29 maja na stadionie żużlowym przy ul. Wrzesińskiej zakończył się Turniej o Koronę Bolesława Chrobrego. Tuż po zawodach zawodnicy udzieli wypowiedzi dla SportGniezno.pl mówiąc o turnieju, sprzęcie oraz własnej predyspozycji w tych zawodach.
Greg Hancock
- Było całkiem nieźle, każdy dziś chciał zwyciężyć, a dla mnie czwarte miejsce w takiej obsadzie jest bardzo dobre.
Jason Crump
-Moja forma w ostatnim miesiącu wzrasta. Dzisiaj miałem naprawdę dobrze przygotowany sprzęt i to wszystko teraz idzie w odpowiednim kierunku, aby osiągnąć sukcesy. Jestem zadowolony ze swojego wyniku, ponieważ dziś wygrał najlepszy zawodnik.
Jason Doyle
- Nie wystartowałem w swoim ostatnim biegu, ponieważ rozbolała mnie głowa i nie mogłem dalej kontynuować jazdy. Jednak uważam, że ten turniej był dla mnie bardzo dobry, ponieważ mogłem przyjrzeć się jak wygląda praca najlepszych zawodników na świecie.
Adam Skórnicki
-Szału nie było, nie mogłem znaleźć recepty na szybkie starty, chociaż podczas jazdy nie było już najgorzej.
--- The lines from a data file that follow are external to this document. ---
// Command dispatcher: parsed command -> context operation -> response line

use std::sync::Arc;

use crate::context::AppContext;
use crate::error::{CommandError, ErrorCode};
use crate::protocol::command::{self, Command, COMMAND_TABLE};
use crate::protocol::response::{
    format_auto_cal_summary, format_buffer_analysis, format_calibration_status,
    format_instant_reading, format_learning_summary, format_measurement_stats, on_off, yes_no,
    Response,
};

/// Parse and execute one raw command, always producing a response line
pub async fn execute(ctx: &Arc<AppContext>, raw: &str) -> Response {
    let command = match command::parse(raw) {
        Ok(command) => command,
        Err(err) => {
            log::warn!(
                "[Protocol] Rejected command {:?}: code={}, {}",
                raw.trim(),
                err.code(),
                err.message()
            );
            return Response::error(command::error_tag(raw), &err);
        }
    };

    let tag = command.response_tag();
    match dispatch(ctx, command).await {
        Ok(response) => response,
        Err(err) => {
            log::warn!(
                "[Protocol] {} failed: code={}, {}",
                tag,
                err.code(),
                err.message()
            );
            Response::error(tag, &err)
        }
    }
}

/// Execute a parsed command against the context
///
/// # Errors
/// Calibration failures surface as `CommandError` with the status token the
/// response carries (`INVALID_RANGE`, `INSUFFICIENT_SAMPLES`, `BUSY`, ...).
pub async fn dispatch(ctx: &Arc<AppContext>, command: Command) -> Result<Response, CommandError> {
    let tag = command.response_tag();
    let response = match command {
        // === CALIBRATION ===
        Command::ZeroCal | Command::RecalibrateBias => {
            let bias = ctx.zero_calibrate(false).await?;
            Response::success_with(tag, format_args!("BIAS={:.4}", bias))
        }
        Command::ScaleCal(amps) | Command::Calibrate(amps) | Command::CalKnown(amps) => {
            let scale = ctx.calibrate_with_known_load(amps, false).await?;
            Response::success_with(tag, format_args!("SCALE={:.2}", scale))
        }
        Command::ManualCal { bias, scale } => {
            let params = ctx.manual_calibrate(bias, scale).await?;
            Response::success_with(
                tag,
                format_args!(
                    "BIAS={:.4},SCALE={:.2}",
                    params.bias_voltage, params.scale_factor
                ),
            )
        }
        Command::ResetCal => {
            let params = ctx.reset_calibration().await?;
            Response::success_with(
                tag,
                format_args!(
                    "BIAS={:.4},SCALE={:.2}",
                    params.bias_voltage, params.scale_factor
                ),
            )
        }
        Command::CalStatus => {
            let status = ctx.calibration_status().await?;
            Response::new(tag, format_calibration_status(&status))
        }
        Command::SetBias(value) => {
            let bias = ctx.set_bias(value).await?;
            Response::success_with(tag, format_args!("VALUE={:.4}", bias))
        }
        Command::SetScale(value) => {
            let scale = ctx.set_scale(value).await?;
            Response::success_with(tag, format_args!("VALUE={:.2}", scale))
        }
        Command::SctInfo => {
            let params = ctx.store().snapshot().await?;
            let sensor = &ctx.config().sensor;
            log::info!(
                "[Protocol] CT ratio {:.0}:1, burden {:.1} ohm, max secondary {:.0} mA",
                sensor.transformation_ratio,
                sensor.burden_resistor_ohms,
                sensor.max_secondary_current * 1000.0
            );
            Response::new(
                tag,
                format!(
                    "THEORETICAL={:.1}A/V,CURRENT_SCALE={:.2}A/V,BIAS={:.4}V,BURDEN={:.1}OHM,RATIO={:.0}:1",
                    sensor.theoretical_scale(),
                    params.scale_factor,
                    params.bias_voltage,
                    sensor.burden_resistor_ohms,
                    sensor.transformation_ratio
                ),
            )
        }

        // === AUTO-CALIBRATION ===
        Command::AutoCalOn => {
            ctx.set_auto_calibration(true)?;
            Response::success(tag)
        }
        Command::AutoCalOff => {
            ctx.set_auto_calibration(false)?;
            Response::success(tag)
        }
        Command::AutoCalStatus => {
            let summary = ctx.auto_cal_summary()?;
            Response::new(tag, format_auto_cal_summary(&summary))
        }
        Command::AutoCalSensitivity(value) => {
            let sensitivity = ctx.set_sensitivity(value)?;
            Response::success_with(tag, format_args!("VALUE={:.2}", sensitivity))
        }
        Command::AutoCalLearningRate(value) => {
            let rate = ctx.set_learning_rate(value)?;
            Response::success_with(tag, format_args!("VALUE={:.2}", rate))
        }

        // === DEVICE RECOGNITION ===
        Command::ListDevices => Response::new(tag, ctx.device_listing()?),
        Command::RecognizeCurrent(amps) => match ctx.recognize(amps)? {
            Some(profile) => Response::new(
                tag,
                format!(
                    "NAME={},TYPICAL={:.2}A,RANGE={:.2}-{:.2}A",
                    profile.name, profile.typical_current, profile.min_current, profile.max_current
                ),
            ),
            None => Response::new(tag, "NONE"),
        },
        Command::AutoRecognize => {
            let (current, _) = ctx.auto_recognize().await?;
            Response::new(tag, format!("PROCESSED,CURRENT={:.3}A", current))
        }
        Command::AddDevice {
            min,
            max,
            typical,
            name,
        } => {
            ctx.add_custom_profile(min, max, typical, &name)?;
            Response::success_with(tag, format_args!("NAME={}", name))
        }

        // === LEARNING ===
        Command::LearningStats => {
            let summary = ctx.learning_summary()?;
            Response::new(tag, format_learning_summary(&summary))
        }
        Command::ResetLearning => {
            ctx.reset_learning()?;
            Response::success(tag)
        }
        Command::ApplyLearning => {
            ctx.apply_learned_calibration().await?;
            Response::success(tag)
        }

        // === DETECTION & DIAGNOSTICS ===
        Command::AutoDetect => {
            let current = ctx.detect_load().await?;
            Response::success_with(tag, format_args!("CURRENT={:.3}A", current))
        }
        Command::AutoDetectOn => {
            ctx.set_auto_detection(true);
            Response::success(tag)
        }
        Command::AutoDetectOff => {
            ctx.set_auto_detection(false);
            Response::success(tag)
        }
        Command::GetCurrent => {
            let reading = ctx.instant_reading().await?;
            Response::new(tag, format_instant_reading(&reading))
        }
        Command::MeasurementStats => {
            let stats = ctx.measurement_stats()?;
            Response::new(tag, format_measurement_stats(&stats))
        }
        Command::ResetStats => {
            ctx.reset_statistics()?;
            Response::success(tag)
        }
        Command::BufferAnalysis => {
            let analysis = ctx.buffer_analysis()?;
            Response::new(tag, format_buffer_analysis(analysis.as_ref()))
        }

        // === RELAY & SYSTEM ===
        Command::RelayOn => {
            ctx.set_relay(true);
            Response::success(tag)
        }
        Command::RelayOff => {
            ctx.set_relay(false);
            Response::success(tag)
        }
        Command::RelayToggle => {
            let on = ctx.toggle_relay();
            Response::success_with(tag, format_args!("STATE={}", on_off(on)))
        }
        Command::SystemStatus => {
            let summary = ctx.auto_cal_summary()?;
            Response::new(
                tag,
                format!(
                    "UPTIME={}s,AUTO_CAL={},AUTO_DET={},CAL_COUNT={},UDP_RUNNING={}",
                    summary.uptime_ms / 1000,
                    on_off(summary.enabled),
                    on_off(ctx.auto_detection_enabled()),
                    summary.statistics.auto_cal_count,
                    yes_no(ctx.telemetry_running())
                ),
            )
        }
        Command::Ping => {
            let mode = if ctx.auto_calibration_enabled() {
                "AUTO_CAL_ENABLED"
            } else {
                "AUTO_CAL_DISABLED"
            };
            Response::new(tag, format!("ESP32_READY,{}", mode))
        }
        Command::GetConfig => Response::new(
            tag,
            format!(
                "AUTO_CAL={},AUTO_DET={},LEARNING=ON,DEVICE_RECOG=ON,SENSITIVITY={:.2}",
                on_off(ctx.auto_calibration_enabled()),
                on_off(ctx.auto_detection_enabled()),
                ctx.sensitivity()?
            ),
        ),
        Command::Help => Response::new(tag, help_text()),
    };
    Ok(response)
}

/// `Commands available - ...` built from the command table
pub fn help_text() -> String {
    let usages: Vec<&str> = COMMAND_TABLE.iter().map(|entry| entry.usage).collect();
    format!("Commands available - {}", usages.join(", "))
}

#[cfg(test)]
mod tests {
    use super::*;

    #[test]
    fn test_help_lists_every_table_entry() {
        let help = help_text();
        assert!(help.starts_with("Commands available - ZERO_CAL"));
        for entry in COMMAND_TABLE.iter() {
            assert!(help.contains(entry.usage), "missing {}", entry.usage);
        }
    }
}
//! Periodic telemetry broadcaster.

use std::net::SocketAddr;
use std::sync::Arc;
use std::time::Duration;

use tokio::net::UdpSocket;

use crate::context::AppContext;
use crate::error::{log_calibration_error, CalibrationError};
use crate::protocol::response::{format_auto_cal_summary, format_calibration_status};
use crate::shutdown::ShutdownSignal;
use crate::telemetry::TelemetryPacket;

/// Assemble one telemetry packet from the latest measurement
///
/// The auto-calibration field stays empty while auto-calibration is off.
pub async fn build_packet(
    ctx: &AppContext,
    sequence: u64,
) -> Result<TelemetryPacket, CalibrationError> {
    let status = ctx.calibration_status().await?;
    let auto_cal = if status.auto_calibration {
        format_auto_cal_summary(&ctx.auto_cal_summary()?)
    } else {
        String::new()
    };
    let stats = ctx.measurement_stats()?;

    Ok(TelemetryPacket {
        sequence,
        timestamp_ms: ctx.now_ms(),
        current_amps: stats.last_current,
        voltage_rms: stats.last_voltage_rms,
        mains_voltage: ctx.config().measurement.mains_voltage,
        cal_status: format_calibration_status(&status),
        auto_cal,
    })
}

/// Send a packet every `telemetry_interval_ms` until cancelled
pub async fn broadcast_telemetry(
    ctx: Arc<AppContext>,
    socket: UdpSocket,
    target: SocketAddr,
    signal: ShutdownSignal,
) {
    let interval = Duration::from_millis(ctx.config().measurement.telemetry_interval_ms);
    tracing::info!(%target, ?interval, "[Telemetry] Broadcaster started");
    ctx.set_telemetry_running(true);

    let mut sequence: u64 = 0;
    while !signal.is_triggered() {
        match build_packet(&ctx, sequence).await {
            Ok(packet) => {
                let line = packet.encode();
                match socket.send_to(line.as_bytes(), target).await {
                    Ok(_) => {
                        tracing::debug!(sequence, current = packet.current_amps, "[Telemetry] Sent");
                        sequence += 1;
                    }
                    Err(e) => tracing::warn!(error = %e, "[Telemetry] Send failed"),
                }
            }
            Err(e) => log_calibration_error(&e, "build_telemetry_packet"),
        }

        if !signal.sleep(interval).await {
            break;
        }
    }

    ctx.set_telemetry_running(false);
    tracing::info!(sent = sequence, "[Telemetry] Broadcaster stopped");
}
Szkoda tylko tego wyścigu, w którym zająłem ostatnie miejsce. Stawka zawodów była bardzo silna.
Michał Szczepaniak
- Wspaniały turniej, szkoda tylko, że nie ma takich wielu, a szkoda, bo na pewno na stadion przybywałoby wielu kibiców. Walka w każdym biegu była do samego końca i jestem bardzo zadowolony z tego, że miałem możliwość wystartowania w tym turnieju.
Rune Holta
- To był dobry turniej dla mnie. Miałem możliwość sprawdzenia moich silników i okazały się być bardzo dobrze spasowane z torem. Przyznam szczerze, że były to ciężkie zawody i dlatego moja radość z tego sukcesu, jakim jest drugie miejsce jest jeszcze większa.
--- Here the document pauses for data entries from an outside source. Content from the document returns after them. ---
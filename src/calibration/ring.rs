// RingBuffer - fixed-capacity circular container
//
// Shared by the diagnostic sample window, the current history and the
// learning history. Slots are appended until capacity is reached; after that
// every push overwrites the oldest slot and the buffer stays full until an
// explicit clear.

/// Fixed-capacity circular buffer with "filled at least once" tracking
#[derive(Debug, Clone)]
pub struct RingBuffer<T> {
    slots: Vec<T>,
    capacity: usize,
    /// Slot the next push writes to once the buffer is full
    next: usize,
}

impl<T> RingBuffer<T> {
    /// Create an empty buffer. A zero capacity is bumped to one slot.
    pub fn new(capacity: usize) -> Self {
        let capacity = capacity.max(1);
        Self {
            slots: Vec::with_capacity(capacity),
            capacity,
            next: 0,
        }
    }

    /// Append a value, returning the overwritten one when the buffer is full
    pub fn push(&mut self, value: T) -> Option<T> {
        if self.slots.len() < self.capacity {
            self.slots.push(value);
            self.next = self.slots.len() % self.capacity;
            return None;
        }

        let evicted = std::mem::replace(&mut self.slots[self.next], value);
        self.next = (self.next + 1) % self.capacity;
        Some(evicted)
    }

    pub fn len(&self) -> usize {
        self.slots.len()
    }

    pub fn is_empty(&self) -> bool {
        self.slots.is_empty()
    }

    pub fn capacity(&self) -> usize {
        self.capacity
    }

    /// True once every slot has been written; stays true until `clear`
    pub fn is_filled(&self) -> bool {
        self.slots.len() == self.capacity
    }

    /// Iterate from oldest to newest
    pub fn iter(&self) -> impl Iterator<Item = &T> + '_ {
        let split = if self.is_filled() { self.next } else { 0 };
        self.slots[split..].iter().chain(self.slots[..split].iter())
    }

    /// Most recently pushed value
    pub fn latest(&self) -> Option<&T> {
        if self.slots.is_empty() {
            return None;
        }
        let idx = (self.next + self.capacity - 1) % self.capacity;
        self.slots.get(idx)
    }

    pub fn clear(&mut self) {
        self.slots.clear();
        self.next = 0;
    }
}

impl RingBuffer<f32> {
    /// Mean and population variance of the stored values
    pub fn mean_variance(&self) -> Option<(f32, f32)> {
        if self.slots.is_empty() {
            return None;
        }
        let n = self.slots.len() as f32;
        let mean = self.slots.iter().sum::<f32>() / n;
        let variance = self
            .slots
            .iter()
            .map(|v| {
                let diff = v - mean;
                diff * diff
            })
            .sum::<f32>()
            / n;
        Some((mean, variance))
    }
}

#[cfg(test)]
mod tests {
    use super::*;

    #[test]
    fn test_push_until_full() {
        let mut ring = RingBuffer::new(3);
        assert!(ring.is_empty());
        assert_eq!(ring.push(1), None);
        assert_eq!(ring.push(2), None);
        assert!(!ring.is_filled());
        assert_eq!(ring.push(3), None);
        assert!(ring.is_filled());
        assert_eq!(ring.len(), 3);
    }

    #[test]
    fn test_overwrites_oldest_first() {
        let mut ring = RingBuffer::new(3);
        for v in 1..=3 {
            ring.push(v);
        }
        assert_eq!(ring.push(4), Some(1));
        assert_eq!(ring.push(5), Some(2));
        let ordered: Vec<i32> = ring.iter().copied().collect();
        assert_eq!(ordered, vec![3, 4, 5]);
        assert_eq!(ring.latest(), Some(&5));
        assert!(ring.is_filled());
    }

    #[test]
    fn test_iter_before_wrap_preserves_order() {
        let mut ring = RingBuffer::new(4);
        ring.push(10);
        ring.push(20);
        let ordered: Vec<i32> = ring.iter().copied().collect();
        assert_eq!(ordered, vec![10, 20]);
        assert_eq!(ring.latest(), Some(&20));
    }

    #[test]
    fn test_clear_resets_filled() {
        let mut ring = RingBuffer::new(2);
        ring.push(1);
        ring.push(2);
        ring.clear();
        assert!(ring.is_empty());
        assert!(!ring.is_filled());
        assert_eq!(ring.latest(), None);
    }

    #[test]
    fn test_zero_capacity_is_bumped() {
        let mut ring = RingBuffer::new(0);
        assert_eq!(ring.capacity(), 1);
        ring.push(7);
        assert_eq!(ring.push(8), Some(7));
    }

    #[test]
    fn test_constant_values_have_zero_variance() {
        let mut ring = RingBuffer::new(50);
        for _ in 0..60 {
            ring.push(3.0_f32);
        }
        let (mean, variance) = ring.mean_variance().unwrap();
        assert!((mean - 3.0).abs() < 1e-5);
        assert!(variance.abs() < 1e-5);
    }
}
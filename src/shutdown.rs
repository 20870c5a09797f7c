//! Cooperative cancellation for the long-running loops.
//!
//! Loops check the signal at the top of every iteration and race it against
//! every sleep, so a cancelled loop exits after at most the sampling work of
//! the iteration that was in flight.

use std::sync::Arc;
use std::time::Duration;

use tokio::sync::watch;

/// Cloneable cancellation token backed by a watch channel
#[derive(Clone)]
pub struct ShutdownSignal {
    tx: Arc<watch::Sender<bool>>,
    rx: watch::Receiver<bool>,
}

impl ShutdownSignal {
    pub fn new() -> Self {
        let (tx, rx) = watch::channel(false);
        Self {
            tx: Arc::new(tx),
            rx,
        }
    }

    pub fn trigger(&self) {
        self.tx.send_replace(true);
    }

    pub fn is_triggered(&self) -> bool {
        *self.rx.borrow()
    }

    /// Resolves once the signal has been triggered
    pub async fn triggered(&self) {
        let mut rx = self.rx.clone();
        loop {
            if *rx.borrow_and_update() {
                return;
            }
            if rx.changed().await.is_err() {
                return;
            }
        }
    }

    /// Sleep for `duration` unless cancelled first
    ///
    /// Returns `true` if the full duration elapsed, `false` on cancellation.
    pub async fn sleep(&self, duration: Duration) -> bool {
        if self.is_triggered() {
            return false;
        }
        tokio::select! {
            _ = tokio::time::sleep(duration) => true,
            _ = self.triggered() => false,
        }
    }
}

impl Default for ShutdownSignal {
    fn default() -> Self {
        Self::new()
    }
}
#![allow(dead_code)]

use std::sync::Arc;

use ampsense::clock::ManualTimeSource;
use ampsense::hardware::{SimulatedRelay, SimulatedSensor};
use ampsense::{AppConfig, AppContext};

pub const START_MS: u64 = 1_000;
pub const MINUTE_MS: u64 = 60_000;

/// Context wired to a noiseless simulated clamp and a manual clock
pub struct Rig {
    pub ctx: Arc<AppContext>,
    pub sensor: Arc<SimulatedSensor>,
    pub relay: Arc<SimulatedRelay>,
    pub clock: Arc<ManualTimeSource>,
}

pub fn rig() -> Rig {
    rig_with(AppConfig::without_delays(), None)
}

pub fn rig_with(config: AppConfig, true_scale: Option<f32>) -> Rig {
    let mut sensor = SimulatedSensor::new(config.sensor.clone());
    if let Some(scale) = true_scale {
        sensor = sensor.with_true_scale(scale);
    }
    let sensor = Arc::new(sensor);
    let relay = Arc::new(SimulatedRelay::default());
    let clock = Arc::new(ManualTimeSource::new(START_MS));
    let ctx = Arc::new(AppContext::new(
        config,
        sensor.clone(),
        relay.clone(),
        clock.clone(),
    ));
    Rig {
        ctx,
        sensor,
        relay,
        clock,
    }
}

pub fn without_auto_cal() -> AppConfig {
    let mut config = AppConfig::without_delays();
    config.auto_cal.enabled = false;
    config
}

pub fn relative_error(actual: f32, expected: f32) -> f32 {
    ((actual - expected) / expected).abs()
}

impl Rig {
    /// Run `n` measurement batches
    pub async fn measure(&self, n: usize) -> f32 {
        let mut last = 0.0;
        for _ in 0..n {
            last = self
                .ctx
                .measure_current()
                .await
                .expect("measurement failed")
                .current_amps;
        }
        last
    }
}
Tomek Lorek - komentator sportowy
- W zawodach nie zabrakło niczego i nie mówię tego dlatego, żeby sobie zdobyć sympatię publiczności, tylko jeśli najlepsi na świecie zawodnicy mówią, że tor był świetnie przygotowany, to tak było i tu należą się gratulacje dla pana Leona Kujawskiego oraz Henryka Szabli, którzy wspólnymi siłami przygotowali ten tor. Jeśli mój kalendarz zajęć na następny rok pozwoli, to przyjadę tu do Gniezna na kolejny Turniej o Koronę Bolesława Chrobrego, ponieważ nie jestem człowiekiem, który jest tylko tam, gdzie są szampany czy koktajle i złote medale tylko ta, gdzie jest piękno sportu, więc potrafię bawić się dobrze zarówno na Grand Prix, ale także na meczach drugiej ligi, jak i wszędzie tam, gdzie jest pokazane to prawdziwe piękno sportu. Trzeba kochać sport i zarażać tą pasją innych ludzi, aby następne pokolenia mogły również z niego czerpać satysfakcję i przyjemności. Jeśli chodzi o medalistów tego turnieju to zabrakło Jasona Crumpa, który jak wiemy boryka się nadal z problemami związanymi z przeszczepem, ale i tak mam pełen podziw dla tego zawodnika, bo nadal się ściga, wygrał GP w Lesznie. Ma żonę, dwójkę dzieci, wiele sukcesów i czegóż można jeszcze chcieć, a on mimo swojego wieku nadal walczy na światowym poziomie. Stawka była tak silna, że każdy mógł dziś tu wygrać, a wygrał najszybszy, bo Tomasz Gollob był bezsprzecznie najlepszy.
Tomasz Gollob
- Bardzo się cieszę, bo to taki prestiżowy turniej, w którym warto walczyć i wygrywać. To mi się dziś udało i strasznie się cieszę, ponieważ w zeszłym roku zaliczyłem tu bardzo słaby występ przez dwa defekty i problemy sprzętowe, a w tym roku było już tak jak być powinno. Tor mi dziś odpowiadał, bo można było się na nim ścigać i powalczyć na każdym metrze.